Minister: No Way Romania Can Squeeze Bulgaria Out of South Stream
Economy Minister Traicho Traikov believes it is practically impossible for Romania to replace Bulgaria as the major Balkan hub of the Russian gas transit pipeline South Stream.
Fears in Sofia about such a scenario were raised by a memorandum signed Wednesday in Bucharest between Gazprom and the Romanian company Transgas.
According to Russian analysts and media, this move was aimed at pressuring Bulgaria to fulfill its promises for the realization of South Stream.
It might have produced the desired results as on Friday Gazprom CEO Alexei Miller and the Bulgarian government agreed to set up a 50/50 joint venture for the construction of the Bulgarian section of South Stream.
"Romania could also benefit from South Stream. As far as the fears that Romania will replace Bulgaria in the project are concerned, I think the chance of that happening is insignificant," Traikov told the 24 Daily in an interview shortly before his meeting with Alexei Miller.
Russia and Romania first started talks for that in June fueling fears in Bulgaria that Romania's inclusion into the project – combined with Macedonia's accession for which talks are under way - might allow the Russians to go around Bulgaria as a result of the Borisov Cabinet balking at two other large-scale Russian-sponsored energy deals – the Belene NPP and the Burgas-Alexandroupolis oil pipeline.
While Russia sought to refute such fears by saying that Romania will only be supplied with gas through South Stream, and most likely will not be a transit country, recent publications in the Russian media interpreting a statement by Italian PM Berlusconi that Bulgaria was creating difficulties for the project continue to fuel suspicions that Moscow might swap Bulgaria for Romania.
The South Stream gas transit pipeline is supposed to be ready by 2015. Its construction is expected to cost between EUR 19 B and EUR 24 B. It will be transporting 63 billion cubic meters of natural gas annually, or 35% of Russia's total annual natural gas export to Europe.
The South Stream pipe will start near Novorosiysk on the Russian Black Sea coast, and will go to Bulgaria's Varna; the underwater section will be long 900 km.
In Bulgaria, the pipe is supposed to split in two – one pipeline going to Greece and Southern Italy, and another one going to Austria and Northern Italy through Serbia, Croatia and Slovenia.
The project was initiated by Gazprom and the Italian company Eni, and the French company EdF is also planned to join as a shareholder. It is seen as a competitor to the EU-sponsored project Nabucco seeking to bring non-Russian gas to Europe.

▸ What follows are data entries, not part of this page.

pub mod handlers;
pub mod service;
pub mod stats;
pub mod validation;
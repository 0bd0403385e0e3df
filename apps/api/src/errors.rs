use axum::{
    extract::rejection::{JsonRejection, PathRejection, QueryRejection},
    http::StatusCode,
    response::{IntoResponse, Response},
    Json,
};
use serde::Serialize;
use serde_json::json;
use thiserror::Error;

/// One offending input field. Validation failures carry every one of these,
/// not just the first.
#[derive(Debug, Clone, Serialize, PartialEq, Eq)]
pub struct FieldError {
    pub field: String,
    pub message: String,
}

/// Application-level error type.
/// Implements `IntoResponse` so Axum handlers can return `Result<T, AppError>`.
#[derive(Debug, Error)]
pub enum AppError {
    #[error("Not found: {0}")]
    NotFound(String),

    #[error("Validation failed on {} field(s)", .0.len())]
    Validation(Vec<FieldError>),

    #[error("Conflict: {0}")]
    Conflict(String),

    #[error("Unauthorized")]
    Unauthorized,

    #[error("Payload too large: {0}")]
    PayloadTooLarge(String),

    #[error("Unsupported media type: {0}")]
    UnsupportedMediaType(String),

    #[error("Too many requests")]
    RateLimited,

    #[error("Database error: {0}")]
    Database(#[from] sqlx::Error),

    #[error("Storage error: {0}")]
    Storage(String),

    #[error("Internal server error: {0}")]
    Internal(#[from] anyhow::Error),
}

impl AppError {
    /// Validation failure on a single field.
    pub fn invalid(field: impl Into<String>, message: impl Into<String>) -> Self {
        AppError::Validation(vec![FieldError {
            field: field.into(),
            message: message.into(),
        }])
    }
}

impl From<JsonRejection> for AppError {
    fn from(rejection: JsonRejection) -> Self {
        AppError::invalid("body", rejection.body_text())
    }
}

impl From<PathRejection> for AppError {
    fn from(rejection: PathRejection) -> Self {
        AppError::invalid("id", rejection.body_text())
    }
}

impl From<QueryRejection> for AppError {
    fn from(rejection: QueryRejection) -> Self {
        AppError::invalid("query", rejection.body_text())
    }
}

impl IntoResponse for AppError {
    fn into_response(self) -> Response {
        let (status, code, message) = match &self {
            AppError::NotFound(msg) => (StatusCode::NOT_FOUND, "NOT_FOUND", msg.clone()),
            AppError::Validation(_) => (
                StatusCode::BAD_REQUEST,
                "VALIDATION_ERROR",
                "Validation failed".to_string(),
            ),
            AppError::Conflict(msg) => (StatusCode::CONFLICT, "CONFLICT", msg.clone()),
            AppError::Unauthorized => (
                StatusCode::UNAUTHORIZED,
                "UNAUTHORIZED",
                "Authentication required".to_string(),
            ),
            AppError::PayloadTooLarge(msg) => {
                (StatusCode::PAYLOAD_TOO_LARGE, "PAYLOAD_TOO_LARGE", msg.clone())
            }
            AppError::UnsupportedMediaType(msg) => (
                StatusCode::UNSUPPORTED_MEDIA_TYPE,
                "UNSUPPORTED_MEDIA_TYPE",
                msg.clone(),
            ),
            AppError::RateLimited => (
                StatusCode::TOO_MANY_REQUESTS,
                "RATE_LIMITED",
                "Too many requests, slow down".to_string(),
            ),
            AppError::Database(e) => {
                tracing::error!("Database error: {e}");
                (
                    StatusCode::INTERNAL_SERVER_ERROR,
                    "DATABASE_ERROR",
                    "A database error occurred".to_string(),
                )
            }
            AppError::Storage(msg) => {
                tracing::error!("Storage error: {msg}");
                (
                    StatusCode::INTERNAL_SERVER_ERROR,
                    "STORAGE_ERROR",
                    "A storage error occurred".to_string(),
                )
            }
            AppError::Internal(e) => {
                tracing::error!("Internal error: {e:?}");
                (
                    StatusCode::INTERNAL_SERVER_ERROR,
                    "INTERNAL_ERROR",
                    "An internal server error occurred".to_string(),
                )
            }
        };

        let body = match self {
            AppError::Validation(details) => json!({
                "error": {
                    "code": code,
                    "message": message,
                    "details": details
                }
            }),
            _ => json!({
                "error": {
                    "code": code,
                    "message": message
                }
            }),
        };

        (status, Json(body)).into_response()
    }
}

#[cfg(test)]
mod tests {
    use super::*;
    use axum::body::to_bytes;
    use serde_json::Value;

    async fn body_json(response: Response) -> Value {
        let bytes = to_bytes(response.into_body(), usize::MAX).await.unwrap();
        serde_json::from_slice(&bytes).unwrap()
    }

    #[tokio::test]
    async fn test_validation_lists_every_field() {
        let err = AppError::Validation(vec![
            FieldError {
                field: "title".to_string(),
                message: "Title is required".to_string(),
            },
            FieldError {
                field: "template".to_string(),
                message: "Invalid template selected".to_string(),
            },
        ]);
        let response = err.into_response();
        assert_eq!(response.status(), StatusCode::BAD_REQUEST);

        let body = body_json(response).await;
        assert_eq!(body["error"]["code"], "VALIDATION_ERROR");
        assert_eq!(body["error"]["details"].as_array().unwrap().len(), 2);
        assert_eq!(body["error"]["details"][1]["field"], "template");
    }

    #[tokio::test]
    async fn test_internal_error_hides_detail() {
        let err = AppError::Internal(anyhow::anyhow!("connection refused at 10.0.0.3:5432"));
        let response = err.into_response();
        assert_eq!(response.status(), StatusCode::INTERNAL_SERVER_ERROR);

        let body = body_json(response).await;
        let message = body["error"]["message"].as_str().unwrap();
        assert!(!message.contains("10.0.0.3"));
        assert!(body["error"].get("details").is_none());
    }

    #[tokio::test]
    async fn test_not_found_and_unauthorized_codes() {
        let response = AppError::NotFound("Resume x not found".to_string()).into_response();
        assert_eq!(response.status(), StatusCode::NOT_FOUND);
        assert_eq!(body_json(response).await["error"]["code"], "NOT_FOUND");

        let response = AppError::Unauthorized.into_response();
        assert_eq!(response.status(), StatusCode::UNAUTHORIZED);
    }
}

As early as April 2010, Russian Prime Minister Vladimir Putin announced that the French company EDF will also become a partner in the South Stream project. Back then he said that EDF asked for a 20% share, which, if granted, will probably leave Gazprom and Eni with 40% each.
At a recent meeting in St. Petersburg, Berlusconi and Putin welcomed the idea of having German companies join in as shareholders. There is no indication as to how the joining of RWE or some other German company would re-apportion the stakes.